Öğrendim ki, İskenderun’da birçok kurum gibi, basın mensupları da bilgilendirilmemiş.. Antakya’da öyle..,
Öğrendim ki, ulusal basının reklam sayfalarına yığınca reklam verildi, Hatay’daki basına verilmemiş..
Doğru ya.. Ulusal basın yetecektir onlar için..
Detayların pek bir önemi yok..
Oysa, konuyla alakalı bir isim olan İhsan Aydeğer beyefendiyi tanırım..
İskenderun’da şu an tepelerin altyapısıyla ilgilenen, belediyeden iş alan bir firmanın başında.. Bir de, eski Antakya yolunda menfez çalışmalarıyla ilgilendiğini biliyorum..
Yolu açık olsun.. Ama İskenderun’un nimetlerinden faydalanan bir ismin, İskenderun’da sadece ‘kurumlara’ yakınlaşıp, pek ses vermeyen bir komisyonla hareket etmesini anlayamadım.. Hatta aralarında bir de gazeteci vardı..
Sağolsun o da, bencil haliyle sessiz bir şekilde bildiğini okudu..

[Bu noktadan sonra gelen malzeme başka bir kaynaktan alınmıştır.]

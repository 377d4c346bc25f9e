//! Report assembly: the per-asset analyzer driven by the pipeline, run notes,
//! and the CSV layout of the integrity and tank reports.

use std::{
    collections::{BTreeMap, BTreeSet},
    path::{Path, PathBuf},
    sync::{atomic::Ordering, Arc},
};

use serde::Serialize;
use tank_domain::domain::{Reading, Signal};
use time::{format_description::well_known::Rfc3339, OffsetDateTime};

use crate::analysis::{
    integrity::{analyze_integrity, IntegrityAssetReport},
    prepare_asset,
    tank::{analyze_tank, TankAssetReport},
    AnalysisSettings,
};
use crate::config::PipelineConfig;
use crate::pipeline::{Pipeline, PipelineError, Source};
use crate::sinks::{AssetAnalyzer, CsvReportWriter, ReportError, ShardedAnalysisSink};
use crate::sources::FileLoadReport;
use crate::transform::ReadingValidation;

/// Which reports a run produces.
#[derive(Debug, Clone, Copy, PartialEq, Eq)]
pub struct ReportSelection {
    pub integrity: bool,
    pub tank: bool,
}

impl ReportSelection {
    pub const ALL: Self = Self {
        integrity: true,
        tank: true,
    };
    pub const INTEGRITY: Self = Self {
        integrity: true,
        tank: false,
    };
    pub const TANK: Self = Self {
        integrity: false,
        tank: true,
    };
}

#[derive(Debug, Clone, PartialEq)]
pub struct AssetReports {
    pub integrity: Option<IntegrityAssetReport>,
    pub tank: Option<TankAssetReport>,
}

pub struct ReportAnalyzer {
    settings: Arc<AnalysisSettings>,
    selection: ReportSelection,
}

impl ReportAnalyzer {
    pub fn new(settings: Arc<AnalysisSettings>, selection: ReportSelection) -> Self {
        Self { settings, selection }
    }
}

impl AssetAnalyzer for ReportAnalyzer {
    type Output = AssetReports;

    fn accepts(&self, asset_id: &str) -> bool {
        self.settings.accepts_asset(asset_id)
    }

    fn analyze(&self, asset_id: &str, readings: Vec<Reading>) -> Option<AssetReports> {
        let readings = prepare_asset(asset_id, readings, &self.settings.window)?;
        let integrity = if self.selection.integrity {
            analyze_integrity(asset_id, &readings, &self.settings)
        } else {
            None
        };
        let tank = if self.selection.tank {
            analyze_tank(asset_id, &readings, &self.settings)
        } else {
            None
        };
        Some(AssetReports { integrity, tank })
    }
}

#[derive(Debug, Default)]
pub struct RunOutcome {
    pub assets: BTreeMap<String, AssetReports>,
    /// Records dropped by validation or unreadable upstream.
    pub rejected_records: usize,
}

/// Drains `source` through validation into the sharded analyzer.
pub async fn run_analysis<S>(
    source: S,
    analyzer: ReportAnalyzer,
    pipeline: &PipelineConfig,
) -> Result<RunOutcome, PipelineError>
where
    S: Source<Reading> + 'static,
{
    let sink = ShardedAnalysisSink::new(analyzer, pipeline.workers, pipeline.channel_capacity);
    let results = sink.results();
    let rejected = sink.rejected();

    Pipeline::<S, Reading, _>::new(source, sink)
        .with_transform(Arc::new(ReadingValidation))
        .run()
        .await?;

    let assets = std::mem::take(&mut *results.lock().await);
    Ok(RunOutcome {
        assets,
        rejected_records: rejected.load(Ordering::Relaxed),
    })
}

#[derive(Debug, Clone, PartialEq, Eq, Serialize)]
pub struct NoteRow {
    pub key: String,
    pub value: String,
}

impl NoteRow {
    fn new(key: impl Into<String>, value: impl ToString) -> Self {
        Self {
            key: key.into(),
            value: value.to_string(),
        }
    }
}

/// What a run was asked to do and what it saw while loading.
pub struct RunContext<'a> {
    pub input: &'a str,
    pub group: Option<&'a str>,
    pub settings: &'a AnalysisSettings,
    pub files: &'a [FileLoadReport],
}

fn format_instant(ts: Option<OffsetDateTime>) -> String {
    ts.and_then(|t| t.format(&Rfc3339).ok()).unwrap_or_default()
}

/// Key/value provenance rows written alongside every report.
pub fn run_notes(ctx: &RunContext<'_>, outcome: &RunOutcome) -> Vec<NoteRow> {
    let settings = ctx.settings;
    let mut notes = vec![
        NoteRow::new("input", ctx.input),
        NoteRow::new("group", ctx.group.unwrap_or_default()),
        NoteRow::new("asset_filter", settings.asset_filter.as_deref().unwrap_or_default()),
        NoteRow::new("window_start", format_instant(settings.window.start)),
        NoteRow::new("window_end", format_instant(settings.window.end)),
        NoteRow::new("freq_minutes", settings.freq.whole_minutes()),
        NoteRow::new("min_amplitude_pct", settings.recharge.min_amplitude_pct),
        NoteRow::new("min_duration_min", settings.recharge.min_duration_min),
        NoteRow::new("assets", outcome.assets.len()),
        NoteRow::new("rejected_records", outcome.rejected_records),
    ];

    if !ctx.files.is_empty() {
        let encodings: BTreeSet<&str> = ctx
            .files
            .iter()
            .filter_map(|f| f.encoding.map(|e| e.as_str()))
            .collect();
        let invalid: usize = ctx.files.iter().map(|f| f.invalid_timestamps).sum();
        notes.push(NoteRow::new("files", ctx.files.len()));
        notes.push(NoteRow::new(
            "timestamp_encodings",
            encodings.into_iter().collect::<Vec<_>>().join(","),
        ));
        notes.push(NoteRow::new("invalid_timestamps", invalid));

        for f in ctx.files {
            let levels: Vec<&str> = f.detected_levels.iter().map(Signal::as_str).collect();
            let encoding = f.encoding.map(|e| e.as_str()).unwrap_or("none");
            notes.push(NoteRow::new(
                format!("file:{}", f.path.display()),
                format!(
                    "encoding={encoding}; levels={}; rows={}; invalid_timestamps={}; malformed_rows={}; blake3={}",
                    levels.join("|"),
                    f.rows,
                    f.invalid_timestamps,
                    f.malformed_rows,
                    f.fingerprint
                ),
            ));
        }
    }

    notes.push(NoteRow::new("version", env!("CARGO_PKG_VERSION")));
    notes.push(NoteRow::new("generated_at", format_instant(Some(OffsetDateTime::now_utc()))));
    notes
}

/// Base directory of a run's reports: `output_dir`, or `output_dir/<group>`
/// when the run is labelled.
pub fn report_root(output_dir: &Path, group: Option<&str>) -> PathBuf {
    match group.map(str::trim).filter(|g| !g.is_empty()) {
        Some(g) => output_dir.join(g),
        None => output_dir.to_path_buf(),
    }
}

/// `summary.csv`, `gaps.csv`, `duplicates.csv`, `monthly.csv`, `notes.csv`.
pub fn write_integrity_report(
    dir: &Path,
    outcome: &RunOutcome,
    notes: &[NoteRow],
) -> Result<(), ReportError> {
    let writer = CsvReportWriter::create(dir)?;
    let reports: Vec<&IntegrityAssetReport> = outcome
        .assets
        .values()
        .filter_map(|a| a.integrity.as_ref())
        .collect();

    writer.write_rows("summary.csv", reports.iter().map(|r| &r.summary))?;
    writer.write_rows("gaps.csv", reports.iter().flat_map(|r| &r.gaps))?;
    writer.write_rows("duplicates.csv", reports.iter().flat_map(|r| &r.duplicates))?;
    writer.write_rows("monthly.csv", reports.iter().flat_map(|r| &r.monthly))?;
    writer.write_rows("notes.csv", notes)?;

    tracing::info!(dir = %dir.display(), assets = reports.len(), "integrity report written");
    Ok(())
}

/// `summary.csv`, `statistics.csv`, `percentiles.csv`, `histograms.csv`,
/// `recharge_events.csv`, `amplitude_histograms.csv`, `correlation.csv`,
/// `scatter.csv`, `notes.csv`.
pub fn write_tank_report(
    dir: &Path,
    outcome: &RunOutcome,
    notes: &[NoteRow],
) -> Result<(), ReportError> {
    let writer = CsvReportWriter::create(dir)?;
    let reports: Vec<&TankAssetReport> = outcome
        .assets
        .values()
        .filter_map(|a| a.tank.as_ref())
        .collect();

    let without_percent: Vec<&str> = reports
        .iter()
        .filter(|r| !r.has_percent_level())
        .map(|r| r.summary.asset_id.as_str())
        .collect();
    if !without_percent.is_empty() {
        tracing::warn!(assets = ?without_percent, "assets without percent-level data");
    }
    let mut notes = notes.to_vec();
    notes.push(NoteRow::new("assets_without_percent_level", without_percent.join(",")));

    writer.write_rows("summary.csv", reports.iter().map(|r| &r.summary))?;
    writer.write_rows("statistics.csv", reports.iter().flat_map(|r| &r.stats))?;
    writer.write_rows("percentiles.csv", reports.iter().flat_map(|r| &r.percentiles))?;
    writer.write_rows("histograms.csv", reports.iter().flat_map(|r| &r.histograms))?;
    writer.write_rows("recharge_events.csv", reports.iter().flat_map(|r| &r.recharge_events))?;
    writer.write_rows(
        "amplitude_histograms.csv",
        reports.iter().flat_map(|r| &r.amplitude_histogram),
    )?;
    writer.write_rows(
        "correlation.csv",
        reports.iter().filter_map(|r| r.correlation.as_ref()).map(|c| &c.summary),
    )?;
    writer.write_rows(
        "scatter.csv",
        reports
            .iter()
            .filter_map(|r| r.correlation.as_ref())
            .flat_map(|c| &c.scatter),
    )?;
    writer.write_rows("notes.csv", &notes)?;

    tracing::info!(dir = %dir.display(), assets = reports.len(), "tank report written");
    Ok(())
}
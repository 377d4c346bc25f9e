//! Recharge (refill) detection on the percent-level signal.
//!
//! The signal is smoothed with a centered rolling median, local extrema are
//! located on the smoothed values, and each minimum is paired with the next
//! unused maximum after it. A maximum is consumed by the first minimum that
//! reaches it, whether or not that pair qualifies as an event, and the scan
//! never looks back: minima left over once the maxima run out stay unmatched.

use tank_domain::domain::{Reading, RechargeEvent};
use time::OffsetDateTime;

pub const SMOOTHING_WINDOW: usize = 5;
const MIN_POINTS: usize = 3;

#[derive(Debug, Clone, Copy, PartialEq)]
pub struct RechargeThresholds {
    pub min_amplitude_pct: f64,
    pub min_duration_min: f64,
}

impl Default for RechargeThresholds {
    fn default() -> Self {
        Self {
            min_amplitude_pct: 10.0,
            min_duration_min: 30.0,
        }
    }
}

impl RechargeThresholds {
    fn accepts(&self, amplitude: f64, duration_minutes: f64) -> bool {
        amplitude >= self.min_amplitude_pct && duration_minutes >= self.min_duration_min
    }
}

/// Extracts recharge events from one asset's readings.
///
/// Readings without a percent level are ignored; fewer than three remaining
/// points yield no events.
pub fn detect_recharge_events(
    asset_id: &str,
    readings: &[Reading],
    thresholds: &RechargeThresholds,
) -> Vec<RechargeEvent> {
    let mut points: Vec<(OffsetDateTime, f64)> = readings
        .iter()
        .filter_map(|r| r.level_percent.map(|level| (r.timestamp, level)))
        .collect();
    if points.len() < MIN_POINTS {
        return Vec::new();
    }
    points.sort_by_key(|(ts, _)| *ts);

    let times: Vec<OffsetDateTime> = points.iter().map(|(ts, _)| *ts).collect();
    let raw: Vec<f64> = points.iter().map(|(_, level)| *level).collect();
    let smoothed = rolling_median(&raw, SMOOTHING_WINDOW);

    pair_extrema(asset_id, &times, &smoothed, thresholds)
}

/// Centered rolling median; the window shrinks at both ends instead of
/// producing missing values.
pub fn rolling_median(values: &[f64], window: usize) -> Vec<f64> {
    let window = window.max(1);
    let before = window / 2;
    let after = window - 1 - before;
    let mut scratch = Vec::with_capacity(window);

    (0..values.len())
        .map(|i| {
            let lo = i.saturating_sub(before);
            let hi = (i + after).min(values.len() - 1);
            scratch.clear();
            scratch.extend_from_slice(&values[lo..=hi]);
            scratch.sort_by(f64::total_cmp);
            let mid = scratch.len() / 2;
            if scratch.len() % 2 == 0 {
                (scratch[mid - 1] + scratch[mid]) / 2.0
            } else {
                scratch[mid]
            }
        })
        .collect()
}

/// Interior local minima and maxima, in index order.
///
/// A minimum needs a strict drop into it and a non-strict rise out of it
/// (`v[i-1] > v[i] <= v[i+1]`), so a flat bottom is flagged once, at its
/// first sample. Maxima mirror that rule.
pub fn find_extrema(values: &[f64]) -> (Vec<usize>, Vec<usize>) {
    let mut minima = Vec::new();
    let mut maxima = Vec::new();
    for i in 1..values.len().saturating_sub(1) {
        let (prev, cur, next) = (values[i - 1], values[i], values[i + 1]);
        if prev > cur && cur <= next {
            minima.push(i);
        }
        if prev < cur && cur >= next {
            maxima.push(i);
        }
    }
    (minima, maxima)
}

fn pair_extrema(
    asset_id: &str,
    times: &[OffsetDateTime],
    smoothed: &[f64],
    thresholds: &RechargeThresholds,
) -> Vec<RechargeEvent> {
    let (minima, maxima) = find_extrema(smoothed);
    let mut events = Vec::new();

    let mut maxima = maxima.into_iter();
    let Some(mut current_max) = maxima.next() else {
        return events;
    };

    for min_idx in minima {
        while current_max <= min_idx {
            match maxima.next() {
                Some(next) => current_max = next,
                None => return events,
            }
        }

        let start_time = times[min_idx];
        let end_time = times[current_max];
        let duration_minutes = (end_time - start_time).as_seconds_f64() / 60.0;
        let amplitude = smoothed[current_max] - smoothed[min_idx];

        if thresholds.accepts(amplitude, duration_minutes) {
            events.push(RechargeEvent {
                asset_id: asset_id.to_string(),
                start_time,
                end_time,
                duration_minutes,
                level_start: smoothed[min_idx],
                level_end: smoothed[current_max],
                amplitude,
            });
        }

        match maxima.next() {
            Some(next) => current_max = next,
            None => break,
        }
    }

    events
}
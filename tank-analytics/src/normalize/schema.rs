use std::collections::HashMap;

use csv::StringRecord;
use tank_domain::domain::Signal;

const TIMESTAMP_CANDIDATES: &[&str] = &["timestamp", "ts", "datetime", "fechahora"];
const ASSET_LABEL_CANDIDATES: &[&str] = &["asset_label", "asset", "assetname"];
const LEVEL_PERCENT_CANDIDATES: &[&str] = &["nivelporcentual", "level_percent", "level_pct"];
const LEVEL_ABSOLUTE_CANDIDATES: &[&str] = &["nivelestanque", "level_absolute", "level"];

/// Column positions of the canonical fields in one file, resolved once from
/// its header row with case-insensitive matching.
#[derive(Debug, Clone, PartialEq, Eq)]
pub struct ColumnMap {
    pub timestamp: usize,
    pub asset_label: Option<usize>,
    pub level_percent: Option<usize>,
    pub level_absolute: Option<usize>,
}

impl ColumnMap {
    /// `None` when the header has no recognizable timestamp column.
    pub fn from_headers(headers: &StringRecord) -> Option<Self> {
        let mut by_name: HashMap<String, usize> = HashMap::new();
        for (idx, name) in headers.iter().enumerate() {
            by_name.entry(name.trim().to_lowercase()).or_insert(idx);
        }
        let find = |candidates: &[&str]| candidates.iter().find_map(|c| by_name.get(*c).copied());

        Some(Self {
            timestamp: find(TIMESTAMP_CANDIDATES)?,
            asset_label: find(ASSET_LABEL_CANDIDATES),
            level_percent: find(LEVEL_PERCENT_CANDIDATES),
            level_absolute: find(LEVEL_ABSOLUTE_CANDIDATES),
        })
    }

    /// Level signals this file actually carries.
    pub fn detected_levels(&self) -> Vec<Signal> {
        let mut found = Vec::new();
        if self.level_percent.is_some() {
            found.push(Signal::LevelPercent);
        }
        if self.level_absolute.is_some() {
            found.push(Signal::LevelAbsolute);
        }
        found
    }
}
use time::OffsetDateTime;

/// Interval between two consecutive readings that exceeds the sampling interval.
#[derive(Debug, Clone, PartialEq)]
#[cfg_attr(feature = "serde", derive(serde::Serialize))]
pub struct Gap {
    pub asset_id: String,
    #[cfg_attr(feature = "serde", serde(with = "time::serde::rfc3339"))]
    pub start: OffsetDateTime,
    #[cfg_attr(feature = "serde", serde(with = "time::serde::rfc3339"))]
    pub end: OffsetDateTime,
    pub duration_minutes: f64,
    pub missing_points_estimate: u64,
}

#[derive(Debug, Clone, PartialEq)]
#[cfg_attr(feature = "serde", derive(serde::Serialize))]
pub struct DuplicateGroup {
    pub asset_id: String,
    #[cfg_attr(feature = "serde", serde(with = "time::serde::rfc3339"))]
    pub timestamp: OffsetDateTime,
    pub count: usize,
}

/// Coverage of one calendar month, clipped to the analysis window.
#[derive(Debug, Clone, PartialEq)]
#[cfg_attr(feature = "serde", derive(serde::Serialize))]
pub struct MonthlyCoverage {
    pub asset_id: String,
    /// `YYYY-MM`
    pub month: String,
    pub observed: usize,
    pub expected: u64,
    pub missing_pct: f64,
}

#[derive(Debug, Clone, PartialEq)]
#[cfg_attr(feature = "serde", derive(serde::Serialize))]
pub struct IntegritySummary {
    pub asset_id: String,
    pub observed: usize,
    pub expected: u64,
    pub missing_pct: f64,
    pub duplicate_excess: usize,
    pub max_gap_minutes: f64,
    #[cfg_attr(feature = "serde", serde(with = "time::serde::rfc3339"))]
    pub date_min: OffsetDateTime,
    #[cfg_attr(feature = "serde", serde(with = "time::serde::rfc3339"))]
    pub date_max: OffsetDateTime,
}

Yapılan çalışmaları, varsa gösterilen çabayı sakladı..
Oysa, Yankı Gazetesi Sahibi Cemil Taktak o komisyonda gazeteciler adına katıldı..
Bırakın küçük bir bilgiyi basınla paylaşmayı, gözden kayboldu.. Piyasadan koptu!
Ve şahsına özel tavırlarla, herşeyi basından gizledi..
Bilgi vermedi..
Bilgi vermek için de bir çabası olmadı..
Hazır komisyonda iken.. Kurumlarla temasa geçip, bir de özel sayı çıkarmakla ‘reklam’ peşine düştü.. Normal bir durum.. Cemil Taktak bunu hep yapıyor..
Hakkında çıkan iddialardan anlıyoruz..
Zaten Cemil Taktak da muhatabım değil..
Sözüm ve sorularım İhsan Aydeğer’e..
Çünkü, bu önemli etkinliğin Tertip ve İcra Kurulu başkanlığını yapıyor..
Başkentte Hatay Günleri’nde fuardan elde edilen gelir nereye harcanacak?
Bir müteahhit olarak İskenderun’da veya herhangi bir kentte iş yapmayı, aynı zamanda böylesine etkinliklerde koordinatör görevinde bulunmayı ne kadar etik bir durum olarak görüyor?
Bugün onlarca kuruma para karşılığında tahsis edilen o fuar alanlarından ne kadar gelir elde edildi?
Oysa, o para İskenderun’da veya Hatay’da güzel bir proje için kullanılamaz mıydı?
***
Şimdiden, Başkentte Hatay Günleri hayırlı olsun..
Dilerim, bugün Türkiye bizi konuşur!